PROBLEM:
In the records below, find each line with the word "published" and copy it.

Saved data entries:
//! Per-section completeness, derived purely from a draft

use serde::Serialize;

use crate::draft::OfferDraft;
use crate::types::{parse_amount, OfferType, RedemptionMethod, SectionId};

/// Publishing context the draft is being built for
#[derive(Debug, Clone, Default, PartialEq, Eq)]
pub struct PublishContext {
    /// Brand editions the offer can be published under
    pub brands: Vec<String>,
}

impl PublishContext {
    pub fn single_brand() -> Self {
        Self::default()
    }

    pub fn with_brands<I, S>(brands: I) -> Self
    where
        I: IntoIterator<Item = S>,
        S: Into<String>,
    {
        Self {
            brands: brands.into_iter().map(Into::into).collect(),
        }
    }

    pub fn is_multi_brand(&self) -> bool {
        self.brands.len() > 1
    }
}

#[derive(Debug, Clone, Copy, PartialEq, Eq, Serialize)]
pub struct SectionStatus {
    pub id: SectionId,
    pub complete: bool,
}

/// Result of [`compute_sections`]
#[derive(Debug, Clone, PartialEq, Eq, Serialize)]
pub struct SectionReport {
    pub sections: Vec<SectionStatus>,
    pub first_incomplete: Option<SectionId>,
    pub all_complete: bool,
}

impl SectionReport {
    pub fn is_complete(&self, id: SectionId) -> bool {
        self.sections
            .iter()
            .any(|s| s.id == id && s.complete)
    }

    pub fn completed_count(&self) -> usize {
        self.sections.iter().filter(|s| s.complete).count()
    }
}

/// Compute completeness for every section, in presentation order
pub fn compute_sections(draft: &OfferDraft, ctx: &PublishContext) -> SectionReport {
    let sections: Vec<SectionStatus> = SectionId::all()
        .iter()
        .map(|id| SectionStatus {
            id: *id,
            complete: is_section_complete(*id, draft, ctx),
        })
        .collect();

    let first_incomplete = sections.iter().find(|s| !s.complete).map(|s| s.id);

    SectionReport {
        all_complete: first_incomplete.is_none(),
        first_incomplete,
        sections,
    }
}

/// [`compute_sections`] for a single-brand publishing context
pub fn compute_sections_default(draft: &OfferDraft) -> SectionReport {
    compute_sections(draft, &PublishContext::single_brand())
}

pub fn is_section_complete(id: SectionId, draft: &OfferDraft, ctx: &PublishContext) -> bool {
    match id {
        SectionId::Merchant => merchant_complete(draft, ctx),
        SectionId::TypeDetail => type_detail_complete(draft),
        SectionId::Content => has_text(&draft.headline) && has_text(&draft.description),
        SectionId::Redemption => redemption_complete(draft),
        SectionId::Classification => !draft.categories.is_empty(),
        SectionId::Dates => draft.start_date.is_some(),
        SectionId::Terms => true,
    }
}

fn merchant_complete(draft: &OfferDraft, ctx: &PublishContext) -> bool {
    if draft.merchant.is_none() {
        return false;
    }
    !ctx.is_multi_brand() || draft.brand.as_deref().is_some_and(has_text)
}

/// Discount present plus the per-type extras
pub(crate) fn type_detail_complete(draft: &OfferDraft) -> bool {
    let Some(offer_type) = draft.offer_type else {
        return false;
    };

    if offer_type == OfferType::Tiered {
        return draft.tiers.iter().any(|t| t.is_positive());
    }

    if !has_text(&draft.discount_value) {
        return false;
    }

    match offer_type {
        OfferType::DollarOffWithMin => matches!(
            (parse_amount(&draft.discount_value), parse_amount(&draft.minimum_spend)),
            (Some(discount), Some(min)) if min > discount
        ),
        OfferType::Bogo => has_text(&draft.item_description),
        _ => true,
    }
}

fn redemption_complete(draft: &OfferDraft) -> bool {
    if draft.redemption_methods.contains(&RedemptionMethod::Online) {
        return has_text(&draft.redemption_url) && has_text(&draft.promo_code);
    }
    draft.redemption_methods.contains(&RedemptionMethod::InStore)
}

fn has_text(s: &str) -> bool {
    !s.trim().is_empty()
}
//! Canonical snapshots for change detection
//!
//! A snapshot is the persistable draft rendered as JSON with bookkeeping keys
//! removed and object keys sorted at every depth, so two drafts that differ
//! only in ids or field insertion order produce the same string.

use serde_json::{Map, Value};
use sha2::{Digest, Sha256};

use super::serializer::serialize;
use crate::draft::OfferDraft;

/// Keys that never count as a content change
const BOOKKEEPING_KEYS: &[&str] = &["draft_id", "edit_target_id", "origin_status", "stripped"];

#[derive(Debug, Clone, PartialEq, Eq, Hash)]
pub struct Snapshot(String);

impl Snapshot {
    pub fn as_str(&self) -> &str {
        &self.0
    }

    /// SHA-256 of the canonical string, for logs
    pub fn fingerprint(&self) -> String {
        let mut hasher = Sha256::new();
        hasher.update(self.0.as_bytes());
        format!("{:x}", hasher.finalize())
    }

    /// Short fingerprint prefix for log lines
    pub fn short(&self) -> String {
        self.fingerprint().chars().take(12).collect()
    }
}

pub fn snapshot(draft: &OfferDraft) -> Snapshot {
    let value = match serde_json::to_value(serialize(draft)) {
        Ok(Value::Object(mut map)) => {
            for key in BOOKKEEPING_KEYS {
                map.remove(*key);
            }
            canonicalize(Value::Object(map))
        }
        Ok(other) => canonicalize(other),
        Err(e) => {
            // Unreachable for OfferDraft; degrade to an always-different snapshot
            tracing::warn!(error = %e, "Failed to snapshot draft");
            return Snapshot(format!("unserializable:{e}"));
        }
    };
    Snapshot(value.to_string())
}

/// Whether `draft` differs from the `prior` baseline. No baseline counts as changed.
pub fn has_changed(draft: &OfferDraft, prior: Option<&Snapshot>) -> bool {
    match prior {
        None => true,
        Some(prior) => snapshot(draft) != *prior,
    }
}

fn canonicalize(value: Value) -> Value {
    match value {
        Value::Object(map) => {
            let mut entries: Vec<(String, Value)> = map.into_iter().collect();
            entries.sort_by(|a, b| a.0.cmp(&b.0));
            let mut sorted = Map::new();
            for (k, v) in entries {
                sorted.insert(k, canonicalize(v));
            }
            Value::Object(sorted)
        }
        Value::Array(items) => Value::Array(items.into_iter().map(canonicalize).collect()),
        other => other,
    }
}
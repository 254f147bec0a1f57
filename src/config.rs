use anyhow::{Context, Result};
use serde::{Deserialize, Serialize};
use std::path::PathBuf;

#[derive(Debug, Clone, Serialize, Deserialize)]
pub struct Config {
    pub paths: PathsConfig,
    pub autosave: AutosaveConfig,
    #[serde(default)]
    pub publish: PublishConfig,
    #[serde(default)]
    pub wizard: WizardConfig,
    #[serde(default)]
    pub publishing: PublishingConfig,
    #[serde(default)]
    pub logging: LoggingConfig,
}

#[derive(Debug, Clone, Serialize, Deserialize)]
pub struct PathsConfig {
    /// Working state directory (drafts, logs)
    pub state: String,
}

#[derive(Debug, Clone, Serialize, Deserialize)]
pub struct AutosaveConfig {
    /// Idle time after the last edit before a draft is autosaved
    #[serde(default = "default_debounce_secs")]
    pub debounce_secs: u64,
    /// How long the "saved" indicator stays visible
    #[serde(default = "default_saved_indicator_ms")]
    pub saved_indicator_ms: u64,
}

fn default_debounce_secs() -> u64 {
    30
}

fn default_saved_indicator_ms() -> u64 {
    2000
}

impl Default for AutosaveConfig {
    fn default() -> Self {
        Self {
            debounce_secs: default_debounce_secs(),
            saved_indicator_ms: default_saved_indicator_ms(),
        }
    }
}

/// Settings for the stand-in submission call
#[derive(Debug, Clone, Serialize, Deserialize)]
pub struct PublishConfig {
    #[serde(default = "default_simulated_delay_ms")]
    pub simulated_delay_ms: u64,
}

fn default_simulated_delay_ms() -> u64 {
    1500
}

impl Default for PublishConfig {
    fn default() -> Self {
        Self {
            simulated_delay_ms: default_simulated_delay_ms(),
        }
    }
}

#[derive(Debug, Clone, Serialize, Deserialize)]
pub struct WizardConfig {
    /// Revisions kept for undo
    #[serde(default = "default_history_limit")]
    pub history_limit: usize,
}

fn default_history_limit() -> usize {
    50
}

impl Default for WizardConfig {
    fn default() -> Self {
        Self {
            history_limit: default_history_limit(),
        }
    }
}

/// Publishing context
#[derive(Debug, Clone, Default, Serialize, Deserialize)]
pub struct PublishingConfig {
    /// Brand editions offers can be published under. With more than one, every
    /// offer must pick a brand.
    #[serde(default)]
    pub brands: Vec<String>,
}

/// Logging configuration
#[derive(Debug, Clone, Serialize, Deserialize)]
pub struct LoggingConfig {
    /// Log level filter (trace, debug, info, warn, error)
    #[serde(default = "default_log_level")]
    pub level: String,

    /// Write logs to `<state>/logs` instead of stderr
    #[serde(default = "default_log_to_file")]
    pub to_file: bool,
}

fn default_log_level() -> String {
    "info".to_string()
}

fn default_log_to_file() -> bool {
    false
}

impl Default for LoggingConfig {
    fn default() -> Self {
        Self {
            level: default_log_level(),
            to_file: default_log_to_file(),
        }
    }
}

impl Config {
    /// Project config file, relative to the working directory
    pub fn project_config_path() -> PathBuf {
        PathBuf::from(".offer-wizard/config.toml")
    }

    pub fn load(config_path: Option<&str>) -> Result<Self> {
        // Embedded defaults so the wizard works without any config file
        let defaults = Config::default();
        let defaults_json =
            serde_json::to_string(&defaults).context("Failed to serialize default config")?;

        let mut builder = config::Config::builder().add_source(config::File::from_str(
            &defaults_json,
            config::FileFormat::Json,
        ));

        let project_config = Self::project_config_path();
        if project_config.exists() {
            builder = builder.add_source(config::File::from(project_config));
        }

        // User config in ~/.config/offer-wizard/ (optional global overrides)
        if let Some(config_dir) = dirs::config_dir() {
            let user_config = config_dir.join("offer-wizard").join("config.toml");
            if user_config.exists() {
                builder = builder.add_source(config::File::from(user_config));
            }
        }

        // Explicit config file (CLI override)
        if let Some(path) = config_path {
            builder = builder.add_source(config::File::with_name(path));
        }

        // Environment variables, e.g. OFFER_WIZARD__AUTOSAVE__DEBOUNCE_SECS=10
        builder = builder.add_source(
            config::Environment::with_prefix("OFFER_WIZARD")
                .prefix_separator("__")
                .separator("__")
                .try_parsing(true)
                .list_separator(",")
                .with_list_parse_key("publishing.brands"),
        );

        let config = builder.build().context("Failed to load configuration")?;
        config
            .try_deserialize()
            .context("Failed to deserialize configuration")
    }

    /// Save config to the project config file
    pub fn save(&self) -> Result<()> {
        let config_path = Self::project_config_path();

        if let Some(parent) = config_path.parent() {
            std::fs::create_dir_all(parent).context("Failed to create config directory")?;
        }

        let toml_str =
            toml::to_string_pretty(self).context("Failed to serialize config to TOML")?;

        std::fs::write(&config_path, toml_str).context("Failed to write config file")?;

        Ok(())
    }

    /// Get absolute path to state directory
    pub fn state_path(&self) -> PathBuf {
        let path = PathBuf::from(&self.paths.state);
        if path.is_absolute() {
            path
        } else {
            std::env::current_dir().unwrap_or_default().join(path)
        }
    }

    /// Directory holding one JSON file per stored draft
    pub fn drafts_path(&self) -> PathBuf {
        self.state_path().join("drafts")
    }

    /// Get absolute path to logs directory
    pub fn logs_path(&self) -> PathBuf {
        self.state_path().join("logs")
    }
}

impl Default for Config {
    fn default() -> Self {
        Self {
            paths: PathsConfig {
                state: ".offer-wizard".to_string(), // Relative to cwd
            },
            autosave: AutosaveConfig::default(),
            publish: PublishConfig::default(),
            wizard: WizardConfig::default(),
            publishing: PublishingConfig::default(),
            logging: LoggingConfig::default(),
        }
    }
}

TASK OUTPUT:
    /// Brand editions the offer can be published under
    /// Brand editions offers can be published under. With more than one, every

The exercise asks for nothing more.